The Dallas Artists League, an informal discussion group active from 1932 to 1936, provided a forum for the exchange of ideas and heightened the public profile of its artist members with the popular annual Alice Street Art Carnivals. Organizations such as the Dallas Art Institute, the Highland Park Society of Arts, the Dallas University Club, the Klepper Sketch Club, the Lawrence Art Galleries, and the Joseph Sartor Galleries further stimulated the Dallas artistic climate by exhibiting young artists' work. Members of the Dallas Nine received much-needed financial support with the beginning in 1933 of the federal Public Works of Art Project, which awarded mural commissions to many Regionalist artists. New Deal patronage of artists continued into the early 1940s under the auspices of the Work Projects Administration and the Treasury Section federal art project. The Centennial Exposition of 1936 was perhaps the most influential event in forging a group identity among the Dallas Regionalists. Although the Nine failed to secure the mural commissions for the Hall of State, they dominated the Texas section of the Dallas Museum of Fine Arts exhibition, and were praised in the national as well as the local press.

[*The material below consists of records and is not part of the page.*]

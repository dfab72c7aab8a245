//! Unified error handling with Sentry integration.
//!
//! Provides a unified `AppError` type that captures errors to Sentry before
//! responding to the client. All route handlers return `Result<T, AppError>`.
//! Error bodies are `{"success": false, "message": "..."}`.

use axum::{
    Json,
    extract::rejection::{JsonRejection, PathRejection, QueryRejection},
    http::StatusCode,
    response::{IntoResponse, Response},
};
use serde_json::json;
use thiserror::Error;

use crate::services::cart::CartError;
use crate::services::identity::IdentityError;
use crate::services::orders::OrderError;
use crate::services::otp::OtpError;

/// Application-level error type for the storefront.
#[derive(Debug, Error)]
pub enum AppError {
    /// Registration, login or token failure.
    #[error(transparent)]
    Identity(#[from] IdentityError),

    /// Cart operation failed.
    #[error(transparent)]
    Cart(#[from] CartError),

    /// Order operation failed.
    #[error(transparent)]
    Order(#[from] OrderError),

    /// Resource not found.
    #[error("{0}")]
    NotFound(String),

    /// Missing or invalid bearer token.
    #[error("{0}")]
    Unauthorized(String),

    /// Authenticated but not allowed.
    #[error("{0}")]
    Forbidden(String),

    /// Bad request from client.
    #[error("{0}")]
    BadRequest(String),

    /// Internal server error.
    #[error("Internal error: {0}")]
    Internal(String),
}

impl AppError {
    /// HTTP status for this error.
    #[must_use]
    pub const fn status(&self) -> StatusCode {
        match self {
            Self::Identity(err) => match err {
                IdentityError::Otp(OtpError::RateLimited { .. }) => StatusCode::TOO_MANY_REQUESTS,
                IdentityError::InvalidToken => StatusCode::UNAUTHORIZED,
                IdentityError::Inactive => StatusCode::FORBIDDEN,
                IdentityError::UserNotFound => StatusCode::NOT_FOUND,
                IdentityError::InvalidEmail(_)
                | IdentityError::Validation(_)
                | IdentityError::UserAlreadyExists
                | IdentityError::Otp(_)
                | IdentityError::NotRegistered
                | IdentityError::UnknownEmail
                | IdentityError::InvalidCredentials => StatusCode::BAD_REQUEST,
            },
            Self::Cart(err) => match err {
                CartError::PlantNotFound(_) | CartError::LineNotFound(_) => StatusCode::NOT_FOUND,
                CartError::InvalidQuantity(_) | CartError::OutOfStock { .. } => {
                    StatusCode::BAD_REQUEST
                }
            },
            Self::Order(err) => match err {
                OrderError::NotFound(_) => StatusCode::NOT_FOUND,
                OrderError::Validation(_) | OrderError::InvalidState { .. } => {
                    StatusCode::BAD_REQUEST
                }
            },
            Self::NotFound(_) => StatusCode::NOT_FOUND,
            Self::Unauthorized(_) => StatusCode::UNAUTHORIZED,
            Self::Forbidden(_) => StatusCode::FORBIDDEN,
            Self::BadRequest(_) => StatusCode::BAD_REQUEST,
            Self::Internal(_) => StatusCode::INTERNAL_SERVER_ERROR,
        }
    }
}

impl IntoResponse for AppError {
    fn into_response(self) -> Response {
        // Capture server errors to Sentry
        if matches!(self, Self::Internal(_)) {
            let event_id = sentry::capture_error(&self);
            tracing::error!(
                error = %self,
                sentry_event_id = %event_id,
                "Request error"
            );
        }

        let status = self.status();

        // Don't expose internal error details to clients
        let message = match &self {
            Self::Internal(_) => "Internal server error".to_string(),
            Self::Identity(IdentityError::InvalidEmail(_)) => "Invalid email address".to_string(),
            _ => self.to_string(),
        };

        (status, Json(json!({ "success": false, "message": message }))).into_response()
    }
}

impl From<JsonRejection> for AppError {
    fn from(rejection: JsonRejection) -> Self {
        Self::BadRequest(rejection.body_text())
    }
}

impl From<QueryRejection> for AppError {
    fn from(rejection: QueryRejection) -> Self {
        Self::BadRequest(rejection.body_text())
    }
}

impl From<PathRejection> for AppError {
    fn from(rejection: PathRejection) -> Self {
        Self::BadRequest(rejection.body_text())
    }
}

/// Result type alias for `AppError`.
pub type Result<T> = std::result::Result<T, AppError>;

/// Set the Sentry user context from a user ID.
///
/// Call this after successful authentication to associate errors with users.
pub fn set_sentry_user(user_id: &impl ToString, email: Option<&str>) {
    sentry::configure_scope(|scope| {
        scope.set_user(Some(sentry::User {
            id: Some(user_id.to_string()),
            email: email.map(String::from),
            ..Default::default()
        }));
    });
}

/// Clear the Sentry user context.
pub fn clear_sentry_user() {
    sentry::configure_scope(|scope| {
        scope.set_user(None);
    });
}

/// Add a breadcrumb for a customer action.
///
/// Breadcrumbs appear in Sentry error reports to show the trail of actions
/// leading up to an error.
pub fn add_breadcrumb(category: &str, message: &str, data: Option<&[(&str, &str)]>) {
    let mut breadcrumb = sentry::Breadcrumb {
        category: Some(category.to_string()),
        message: Some(message.to_string()),
        level: sentry::Level::Info,
        ..Default::default()
    };

    if let Some(pairs) = data {
        for (key, value) in pairs {
            breadcrumb.data.insert(
                (*key).to_string(),
                serde_json::Value::String((*value).to_string()),
            );
        }
    }

    sentry::add_breadcrumb(breadcrumb);
}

     Such contemporary Mexican painters as Diego Rivera and José Clemente Orozco were major influences on the Dallas Regionalists as were the works of Thomas Hart Benton and other nationally known Regionalists.

     Dozier, Spruce, Lester, and other Dallas artists injected new life into the Texas Regionalist movement by experimenting with a semiabstract style rooted in Southwestern subject matter.

     The artists pushed the boundaries of regionalism and helped shape the Texas Art movement into a Modern & Regionalist Period with semi-abstract form.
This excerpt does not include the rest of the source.